Peringatan Keras Para Jenderal Israel kepada Netanyahu: Nyawa Sandera Jadi Taruhan!
TEL AVIV, iNews.id - Kepala Staf Pasukan Pertahanan Israel (IDF) Jenderal Eyal Zamir memperingatkan Perdana Menteri Benjamin Netantahu terkait rencana untuk memperluas operasi darat di Jalur Gaza. Perluasan operasi akan dijalankan setelah lawatan Presiden Amerika Serikat (AS) Donald Trump ke Timur Tengah.
Zamir mengungkap rencana itu pada Minggu (4/5/2025) setelah Netanyahu berjanji akan melanjutkan perang di Gaza meski derasnya seruan di dalam negeri untuk memulangkan sandera serta mengakhiri perang.

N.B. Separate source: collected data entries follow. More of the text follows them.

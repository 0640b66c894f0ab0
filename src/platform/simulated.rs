//! Scripted backend for tests and `--simulate`
//!
//! Clones share the same state, so a test (or the demo task) keeps one clone
//! to drive devices while the poll thread owns another.

use std::sync::{Arc, Mutex, MutexGuard, PoisonError};
use std::time::Duration;

use tokio::task::JoinHandle;
use tokio_util::sync::CancellationToken;
use tracing::{debug, info};

use super::{Buttons, InputBackend, InputReading, PlatformError};
use crate::controller::device::{DeviceHandle, DeviceInfo, VidPid};
use crate::controller::listener::ConnectionEvent;
use crate::haptics::Vibration;

const DEMO_PRESS_INTERVAL: Duration = Duration::from_millis(1500);

#[derive(Debug)]
struct SimDevice {
    handle: DeviceHandle,
    info: DeviceInfo,
    reading: InputReading,
    vibration: Vibration,
}

#[derive(Debug, Default)]
struct SimState {
    next_id: usize,
    clock: u64,
    devices: Vec<SimDevice>,
    pending: Vec<ConnectionEvent>,
    writes: Vec<(DeviceHandle, Vibration)>,
    fail_vibration: bool,
}

impl SimState {
    fn device_mut(&mut self, handle: DeviceHandle) -> Option<&mut SimDevice> {
        self.devices.iter_mut().find(|device| device.handle == handle)
    }

    fn tick_clock(&mut self) -> u64 {
        self.clock += 1;
        self.clock
    }
}

#[derive(Clone, Debug, Default)]
pub struct SimulatedBackend {
    state: Arc<Mutex<SimState>>,
}

impl SimulatedBackend {
    pub fn new() -> Self {
        Self::default()
    }

    fn lock(&self) -> MutexGuard<'_, SimState> {
        self.state.lock().unwrap_or_else(PoisonError::into_inner)
    }

    /// Plugs in a new device; the connect event is delivered on the next pump
    pub fn connect(&self, info: DeviceInfo) -> DeviceHandle {
        let mut state = self.lock();
        let handle = DeviceHandle::new(state.next_id);
        state.next_id += 1;
        let timestamp = state.tick_clock();

        state.devices.push(SimDevice {
            handle,
            info: info.clone(),
            reading: InputReading::new(timestamp, Buttons::empty()),
            vibration: Vibration::default(),
        });
        state
            .pending
            .push(ConnectionEvent::Connected { handle, info });
        handle
    }

    /// Unplugs a device. Returns false if it was not connected.
    pub fn disconnect(&self, handle: DeviceHandle) -> bool {
        let mut state = self.lock();
        let before = state.devices.len();
        state.devices.retain(|device| device.handle != handle);
        if state.devices.len() == before {
            return false;
        }
        state.pending.push(ConnectionEvent::Disconnected { handle });
        true
    }

    /// Replaces the pressed buttons, producing a reading with a new timestamp
    pub fn set_buttons(&self, handle: DeviceHandle, buttons: Buttons) -> bool {
        let mut state = self.lock();
        let timestamp = state.tick_clock();
        match state.device_mut(handle) {
            Some(device) => {
                device.reading = InputReading::new(timestamp, buttons);
                true
            }
            None => false,
        }
    }

    pub fn timestamp(&self, handle: DeviceHandle) -> Option<u64> {
        self.lock()
            .device_mut(handle)
            .map(|device| device.reading.timestamp)
    }

    /// Last vibration commanded for a connected device
    pub fn vibration(&self, handle: DeviceHandle) -> Option<Vibration> {
        self.lock().device_mut(handle).map(|device| device.vibration)
    }

    /// Every successful vibration write so far
    pub fn writes(&self) -> Vec<(DeviceHandle, Vibration)> {
        self.lock().writes.clone()
    }

    /// Makes subsequent vibration writes fail
    pub fn fail_vibration(&self, fail: bool) {
        self.lock().fail_vibration = fail;
    }

    /// Connects a demo pad and toggles its A button until `token` is cancelled
    pub fn spawn_demo(&self, token: CancellationToken) -> JoinHandle<()> {
        let backend = self.clone();
        tokio::spawn(async move {
            let pad = backend.connect(DeviceInfo::new(
                "Simulated Gamepad",
                VidPid::new(0x045e, 0x02ea),
            ));
            info!("Simulated gamepad {} connected", pad);

            let mut pressed = false;
            let mut interval = tokio::time::interval(DEMO_PRESS_INTERVAL);
            loop {
                tokio::select! {
                    _ = token.cancelled() => break,
                    _ = interval.tick() => {
                        pressed = !pressed;
                        let buttons = if pressed { Buttons::A } else { Buttons::empty() };
                        backend.set_buttons(pad, buttons);
                        debug!("Simulated gamepad buttons: {:?}", buttons);
                    }
                }
            }
            debug!("Simulated gamepad driver stopped");
        })
    }
}

impl InputBackend for SimulatedBackend {
    fn connected_devices(&self) -> Vec<(DeviceHandle, DeviceInfo)> {
        self.lock()
            .devices
            .iter()
            .map(|device| (device.handle, device.info.clone()))
            .collect()
    }

    fn pump(&mut self) -> Vec<ConnectionEvent> {
        std::mem::take(&mut self.lock().pending)
    }

    fn reading(&self, handle: DeviceHandle) -> Option<InputReading> {
        self.lock().device_mut(handle).map(|device| device.reading)
    }

    fn set_vibration(
        &mut self,
        handle: DeviceHandle,
        vibration: &Vibration,
    ) -> Result<(), PlatformError> {
        let mut state = self.lock();
        if state.fail_vibration {
            return Err(PlatformError::ForceFeedbackError(
                "simulated write failure".to_string(),
            ));
        }
        let device = state
            .device_mut(handle)
            .ok_or(PlatformError::UnknownDevice(handle))?;
        device.vibration = *vibration;
        state.writes.push((handle, *vibration));
        Ok(())
    }
}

"Ada dilema dalam mengejar kedua tujuan utama perang ini, melenyapkan Hamas dan membebaskan para sandera, karena pada titik tertentu, keduanya mungkin saling bertentangan di lapangan," kata Zamir, seperti dikutip dari surat kabar Yedioth Ahronoth, dikutip Senin (5/5/2025).
"Anda harus mempertimbangkan bahwa manuver darat skala penuh bisa mengakibatkan tewasnya para sandera," katanya, menambahkan, seperti dilaporan kembali Anadolu.
Pernyataan Zamir itu menunjukkan semakin tajamnya perbedaan pendapat antara pimpinan politik dan militer Israel terkait perang di Gaza.